There are a lot of controllers around that place the element switch/contactor after the SSR, and they work. However, the switch/contactor cannot remove power from a failed SSR.

Brew on

 

[ChrisfromAbby]

The pump already has an on/off switch so another upstream switch that basically enables/disables the ability to turn the pump on and off is redundant.

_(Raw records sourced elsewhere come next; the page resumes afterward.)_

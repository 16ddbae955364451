use std::env;

use anyhow::{Context, Result};

/// 生成APIのキーを渡す環境変数名。
pub const OPENAI_API_KEY_VAR: &str = "OPENAI_API_KEY";

/// WakaTime APIのキーを渡す環境変数名。
pub const WAKATIME_TOKEN_VAR: &str = "WAKATIME_TOKEN";

/// アプリケーション全体の設定。
///
/// 起動時に一度だけ構築し、各クライアントへ渡す。
#[derive(Clone, Debug)]
pub struct Config {
    pub openai_api_key: String,
    pub wakatime_token: String,
}

impl Config {
    /// 環境変数から設定を読み込む。
    ///
    /// 必要な環境変数が設定されていない場合はエラーを返す。
    ///
    /// # Examples
    ///
    /// ```
    /// let config = Config::from_env().unwrap();
    /// ```
    pub fn from_env() -> Result<Self> {
        let openai_api_key = env::var(OPENAI_API_KEY_VAR)
            .with_context(|| format!("{} must be set", OPENAI_API_KEY_VAR))?;
        let wakatime_token = env::var(WAKATIME_TOKEN_VAR)
            .with_context(|| format!("{} must be set", WAKATIME_TOKEN_VAR))?;

        Ok(Self {
            openai_api_key,
            wakatime_token,
        })
    }
}

#[cfg(test)]
mod tests {
    use std::env;
    use std::sync::Mutex;

    use once_cell::sync::Lazy;

    use super::{Config, OPENAI_API_KEY_VAR, WAKATIME_TOKEN_VAR};

    /// 環境変数を書き換えるテストを直列化するためのロック。
    static ENV_LOCK: Lazy<Mutex<()>> = Lazy::new(Mutex::default);

    /// 両方の環境変数が設定されている場合に設定を読み込めることを確認する。
    #[test]
    fn test_from_env() {
        let _guard = ENV_LOCK.lock().unwrap();
        env::set_var(OPENAI_API_KEY_VAR, "openai-key");
        env::set_var(WAKATIME_TOKEN_VAR, "wakatime-key");

        let config = Config::from_env().unwrap();

        assert_eq!(config.openai_api_key, "openai-key");
        assert_eq!(config.wakatime_token, "wakatime-key");
    }

    /// OPENAI_API_KEYが未設定の場合にエラーとなることを確認する。
    #[test]
    fn test_from_env_without_openai_api_key() {
        let _guard = ENV_LOCK.lock().unwrap();
        env::remove_var(OPENAI_API_KEY_VAR);
        env::set_var(WAKATIME_TOKEN_VAR, "wakatime-key");

        let result = Config::from_env();

        assert!(result
            .unwrap_err()
            .to_string()
            .contains(OPENAI_API_KEY_VAR));
    }

    /// WAKATIME_TOKENが未設定の場合にエラーとなることを確認する。
    #[test]
    fn test_from_env_without_wakatime_token() {
        let _guard = ENV_LOCK.lock().unwrap();
        env::set_var(OPENAI_API_KEY_VAR, "openai-key");
        env::remove_var(WAKATIME_TOKEN_VAR);

        let result = Config::from_env();

        assert!(result
            .unwrap_err()
            .to_string()
            .contains(WAKATIME_TOKEN_VAR));
    }
}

I was just thinking this too.
When I looked more closely at the 120v wiring of the Cube, the pumps and the EZBoil run off the different hot phases. Probably to isolate 60 cycle interference from the motors affecting the electronics of the controller I'm guessing. So I actually DON'T want to have a common power switch to both pumps and EZBoil. Maybe I'll simply put in a single illuminated DC rocker switch to the control line for the SSR.

Thanks!

 

[doug293cz]

I was just thinking this too.
When I looked more closely at the 120v wiring of the Cube, the pumps and the EZBoil run off the different hot phases. Probably to isolate 60 cycle interference from the motors affecting the electronics of the controller I'm guessing. So I actually DON'T want to have a common power switch to both pumps and EZBoil. Maybe I'll simply put in a single illuminated DC rocker switch to the control line for the SSR.

Thanks!

A switch in the control line to the SSR is useless in isolating an SSR that is stuck in the "on" state, so you have to shut the whole system off if your SSR latches. Not an unworkable arrangement, but you do have to remember that the SSR control switch won't do the job.

Brew on

 

[Bobby_M]

I was just thinking this too.
When I looked more closely at the 120v wiring of the Cube, the pumps and the EZBoil run off the different hot phases. Probably to isolate 60 cycle interference from the motors affecting the electronics of the controller I'm guessing. So I actually DON'T want to have a common power switch to both pumps and EZBoil. Maybe I'll simply put in a single illuminated DC rocker switch to the control line for the SSR.

Thanks!

You're reading too far into it. The EZboil does not react in any way to being on the same leg as a pump motor. It probably wasn't wired that way for any reason. I would just move the power supply hots for the EZboil and pump switch to "pre-main switch" and call it a day. You get the positive 240 disconnect you want while allowing for EZboil programming and pump operation completely independent of whether the element is enabled or not.